▸ EXERCISE AIM: Lines that contain the string "thickness" are the ones to list; copy all of them from the records.

Dataset excerpts
= Beginning of Section =

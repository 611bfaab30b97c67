use std::io::Write;

use super::Primitive;
use crate::aperture::Aperture;
use crate::format::{write_draw, write_move};
use crate::geometry::BoundingBox;
use crate::spacial::Position;
use crate::types::ApertureShape;

#[derive(Debug, Clone)]
pub struct LinePrimitive {
    pub start: Position,
    pub end: Position,
    pub shape: ApertureShape,
    pub thickness: f64,
}

impl LinePrimitive {
    pub fn new(start: Position, end: Position, shape: ApertureShape, thickness: f64) -> Self {
        Self {
            start,
            end,
            shape,
            thickness,
        }
    }
}

impl Primitive for LinePrimitive {
    fn write_gerber<W: Write>(&self, w: &mut W, _aperture_index: Option<u32>) -> std::io::Result<()> {
        write_move(w, self.start)?;
        write_draw(w, self.end)
    }

    fn aperture(&self) -> Option<Aperture> {
        Some(Aperture::new(self.shape, self.thickness))
    }

    /// The segment's box grown by half the stroke width, which covers both round and square end caps.
    fn bounding_box(&self) -> BoundingBox {
        BoundingBox::from_points(&[self.start, self.end]).inflate(self.thickness / 2.0)
    }
}
use lyon::tessellation::TessellationError;

use crate::spacial::Position;

#[derive(Debug, Clone, Default)]
pub struct PolygonMesh {
    pub vertices: Vec<[f32; 2]>,
    pub indices: Vec<u32>,
}

impl PolygonMesh {
    pub fn triangles(&self) -> impl Iterator<Item = [[f32; 2]; 3]> + '_ {
        self.indices
            .chunks_exact(3)
            .map(|triangle| {
                [
                    self.vertices[triangle[0] as usize],
                    self.vertices[triangle[1] as usize],
                    self.vertices[triangle[2] as usize],
                ]
            })
    }
}

/// Triangulate a single closed outline, `map` converts each vertex into the target (e.g. pixel) space.
pub fn tessellate_polygon(
    vertices: &[Position],
    map: impl Fn(Position) -> [f32; 2],
) -> Result<PolygonMesh, TessellationError> {
    use lyon::path::Path;
    use lyon::tessellation::{BuffersBuilder, FillOptions, FillRule, FillTessellator, VertexBuffers};

    let mut path_builder = Path::builder();
    if let Some(first) = vertices.first() {
        let [x, y] = map(*first);
        path_builder.begin(lyon::math::Point::new(x, y));
        for pos in &vertices[1..] {
            let [x, y] = map(*pos);
            path_builder.line_to(lyon::math::Point::new(x, y));
        }
        path_builder.close();
    }
    let path = path_builder.build();

    let mut geometry = VertexBuffers::new();
    let mut tessellator = FillTessellator::new();

    tessellator.tessellate_path(
        &path,
        &FillOptions::default().with_fill_rule(FillRule::EvenOdd),
        &mut BuffersBuilder::new(&mut geometry, |vertex: lyon::tessellation::FillVertex| {
            [vertex.position().x, vertex.position().y]
        }),
    )?;

    Ok(PolygonMesh {
        vertices: geometry.vertices,
        indices: geometry.indices,
    })
}

#[cfg(test)]
mod tests {
    use super::*;

    #[test]
    fn test_square_tessellates_into_two_triangles() {
        // given
        let square = vec![
            Position::new(0.0, 0.0),
            Position::new(1.0, 0.0),
            Position::new(1.0, 1.0),
            Position::new(0.0, 1.0),
        ];

        // when
        let mesh = tessellate_polygon(&square, |p| [p.x as f32, p.y as f32]).unwrap();

        // then
        assert_eq!(mesh.triangles().count(), 2);
    }

    #[test]
    fn test_empty_outline_gives_empty_mesh() {
        let mesh = tessellate_polygon(&[], |p| [p.x as f32, p.y as f32]).unwrap();

        assert!(mesh.indices.is_empty());
    }
}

= End of Section =

▸ RESULT OF THIS EXERCISE:
    pub thickness: f64,
    pub fn new(start: Position, end: Position, shape: ApertureShape, thickness: f64) -> Self {
            thickness,
        Some(Aperture::new(self.shape, self.thickness))
        BoundingBox::from_points(&[self.start, self.end]).inflate(self.thickness / 2.0)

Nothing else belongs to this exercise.